Эта приведенная нами в значительном сокращении, а на самом деле занимающая целую страницу фраза была предметом особого внимания писателя и имела многочисленные варианты. Она то пестрела вычеркнутыми строками, то вновь увеличивалась за счет введения новых исторических фактов и имен. Фадеев называет Занда, Коцебу, Метерлинка, Шелли, Маркса, Дарвина, Гюго, Монро, Шереметьева, Морозовых, Наполеона, Оуэна, Бетховена, Дениса Давыдова, сопрягая факты их жизни с 1815 годом. На таком историческом фоне писатель показывает "век Масенды", как бы подчеркивая сопричастность жизни своего героя - представителя безвестного племени - великой жизни мира.

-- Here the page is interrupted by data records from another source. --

//! Registry of names in use during one rewrite of a grammar.
//!
//! Rewrites that synthesize nonterminals ask the registry for a name derived
//! from a base, such as `A'` or `A_fact_x`. The registry is seeded with every
//! name of a symbol source and remembers every name it hands out, so two
//! requests never yield the same name.

use std::collections::HashSet;

use log::trace;

use crate::SymbolSource;

/// Run-scoped set of names in use.
#[derive(Clone, Debug, Default)]
pub struct FreshNames {
    in_use: HashSet<String>,
}

impl FreshNames {
    /// Creates an empty registry.
    pub fn new() -> Self {
        Self::default()
    }

    /// Creates a registry that knows every name of the given source.
    pub fn from_source(sym_source: &SymbolSource) -> Self {
        let mut fresh = Self::new();
        fresh.reserve_all(sym_source);
        fresh
    }

    /// Marks every name of the given source as taken.
    pub fn reserve_all(&mut self, sym_source: &SymbolSource) {
        self.in_use
            .extend(sym_source.names().iter().map(|name| name.to_string()));
    }

    /// Marks a name as taken. Returns `false` if it already was.
    pub fn reserve(&mut self, name: &str) -> bool {
        self.in_use.insert(name.to_string())
    }

    /// Checks whether the name is taken.
    pub fn is_taken(&self, name: &str) -> bool {
        self.in_use.contains(name)
    }

    /// Returns a name not taken so far and marks it as taken.
    ///
    /// The base itself is returned when it is free. Otherwise, the first free
    /// name among `base2`, `base3`, ... is returned.
    pub fn fresh_name(&mut self, base: &str) -> String {
        if self.reserve(base) {
            return base.to_string();
        }
        let mut n = 2usize;
        loop {
            let candidate = format!("{}{}", base, n);
            if self.reserve(&candidate) {
                trace!("FRESH {:?} taken, using {:?}", base, candidate);
                return candidate;
            }
            n += 1;
        }
    }

    /// Returns the number of names in use.
    pub fn len(&self) -> usize {
        self.in_use.len()
    }

    /// Checks whether no name is in use.
    pub fn is_empty(&self) -> bool {
        self.in_use.is_empty()
    }
}
//! Allows us to load context-free grammars from
//! a BNF string.
//!
//! ```text
//! # comment
//! %start E
//! %terminals PLUS ID
//! E ::= T PLUS E
//!     | T
//! T ::= ID
//! ```
//!
//! A rule ends at `;` or at a newline that is not followed by a `|`
//! continuation. Without `%terminals`, every name that is not a left-hand
//! side is a terminal.

#![deny(unsafe_code)]
#![deny(missing_docs)]

mod lexer;
mod parser;

use cfgnorm_grammar::{Grammar, MalformedGrammarError};
use thiserror::Error;

/// Represents an error when loading a BNF string.
#[derive(Clone, Debug, Error, PartialEq, Eq)]
pub enum LoadError {
    /// The text is not valid BNF.
    #[error("{reason} at line {line}, column {col}")]
    Syntax {
        /// Human-readable reason for the error.
        reason: String,
        /// Line where the error happened.
        ///
        /// One-indexed.
        line: u32,
        /// Column where the error happened.
        ///
        /// One-indexed.
        col: u32,
    },
    /// The text is valid BNF, but the grammar is malformed.
    #[error(transparent)]
    Malformed(#[from] MalformedGrammarError),
}

/// Loading grammars from BNF text.
pub trait GrammarLoadExt: Sized {
    /// Parses BNF text into a grammar.
    fn load(bnf: &str) -> Result<Self, LoadError>;
}

impl GrammarLoadExt for Grammar {
    fn load(bnf: &str) -> Result<Self, LoadError> {
        let tokens = lexer::Lexer::tokenize(bnf)?;
        parser::Parser::new(tokens).parse()
    }
}
//! Context-free grammars over interned symbols, with the validity rules every
//! rewrite relies on.

#![deny(unsafe_code)]
#![deny(
    missing_copy_implementations,
    trivial_casts,
    trivial_numeric_casts,
    unused_import_braces,
    unused_qualifications
)]
#![cfg_attr(test, deny(warnings))]

pub mod builder;
pub mod error;
pub mod grammar;
mod occurence_map;
pub mod production;
pub mod rhs_closure;
pub mod symbol_bit_set;

pub use crate::builder::{Classify, GrammarBuilder, SymbolKind, TerminalSet, EPSILON};
pub use crate::error::MalformedGrammarError;
pub use crate::grammar::Grammar;
pub use crate::production::Production;
pub use crate::symbol_bit_set::SymbolBitSet;
pub use cfgnorm_symbol::{FreshNames, Symbol, SymbolSource};

pub(crate) mod local_prelude {
    pub use crate::error::MalformedGrammarError;
    pub use crate::grammar::Grammar;
    pub use crate::production::Production;
    pub use crate::symbol_bit_set::SymbolBitSet;
    pub use cfgnorm_symbol::{Symbol, SymbolSource};
}
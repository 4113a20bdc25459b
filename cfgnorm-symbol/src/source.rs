//! Source

use std::collections::HashMap;
use std::sync::Arc;

use crate::Symbol;

/// The name of a symbol, shared between the name list and the lookup map.
pub type SymbolName = Arc<str>;

/// A source of numeric symbols. Every symbol has a unique name.
#[derive(Clone, Debug, Default)]
pub struct SymbolSource {
    names: Vec<SymbolName>,
    by_name: HashMap<SymbolName, Symbol>,
}

impl SymbolSource {
    /// Creates a source of numeric symbols with an empty symbol space.
    pub fn new() -> Self {
        Self::default()
    }

    /// Returns the symbol with the given name, generating a new one if the
    /// name was not seen before.
    pub fn intern(&mut self, name: &str) -> Symbol {
        if let Some(&sym) = self.by_name.get(name) {
            return sym;
        }
        self.push_name(name.into())
    }

    /// Generates a new unique symbol with the given name.
    ///
    /// Returns `None` if the name is already taken.
    pub fn next_sym(&mut self, name: &str) -> Option<Symbol> {
        if self.by_name.contains_key(name) {
            None
        } else {
            Some(self.push_name(name.into()))
        }
    }

    fn push_name(&mut self, name: SymbolName) -> Symbol {
        let sym = Symbol::from(self.names.len());
        self.by_name.insert(name.clone(), sym);
        self.names.push(name);
        sym
    }

    /// Looks up a symbol by name.
    pub fn get(&self, name: &str) -> Option<Symbol> {
        self.by_name.get(name).copied()
    }

    /// Returns the name of the given symbol.
    ///
    /// # Panics
    ///
    /// Panics if the symbol was not generated by this source.
    pub fn name_of(&self, sym: Symbol) -> &str {
        &self.names[sym.usize()]
    }

    /// Returns the list of names, indexed by symbol ID.
    pub fn names(&self) -> &[SymbolName] {
        &self.names[..]
    }

    /// Returns the number of symbols in use.
    pub fn num_syms(&self) -> usize {
        self.names.len()
    }

    /// Iterates over all symbols generated so far, in order.
    pub fn symbols(&self) -> impl Iterator<Item = Symbol> + '_ {
        Self::generate_fresh().take(self.num_syms())
    }

    /// Returns an endless iterator over symbols, starting with the first ID.
    /// The iterator is not tied to any source.
    pub fn generate_fresh() -> Generate {
        Generate { next: Some(Symbol::first()) }
    }
}

/// Iterator for generating symbols.
#[allow(missing_copy_implementations)]
#[derive(Clone, Debug)]
pub struct Generate {
    next: Option<Symbol>,
}

impl Iterator for Generate {
    type Item = Symbol;

    fn next(&mut self) -> Option<Self::Item> {
        let current = self.next?;
        self.next = Some(current.next());
        Some(current)
    }
}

С образом Масенды связаны традиция, история народа. В его образе автором подчеркнуты наиболее традиционные вехи жизни мужчины и воина: память о теплой груди матери (у удэгейцев кормили грудью до семи лет); раннее обручение (удэгейская невеста еще лежит в колыске); испытания голодом, жаждой, опасностью охотничьей жизни в течение семи дней и семи ночей; умыкание понравившейся девушки и женитьба. Масенда - олицетворение вековой мудрости удэге, к голосу которого прислушиваются соплеменники. Он не препятствует новому, хотя и не может быть активным его строителем, как Сарл. В уже упомянутой нами сцене собрания Масенда "немного оживился, сказав такую длинную речь, но тотчас же глаза его потускнели". Многозначительна и такая деталь: стоило Сарлу представить себе Масенду, обрабатывающим землю, как руки его опускались.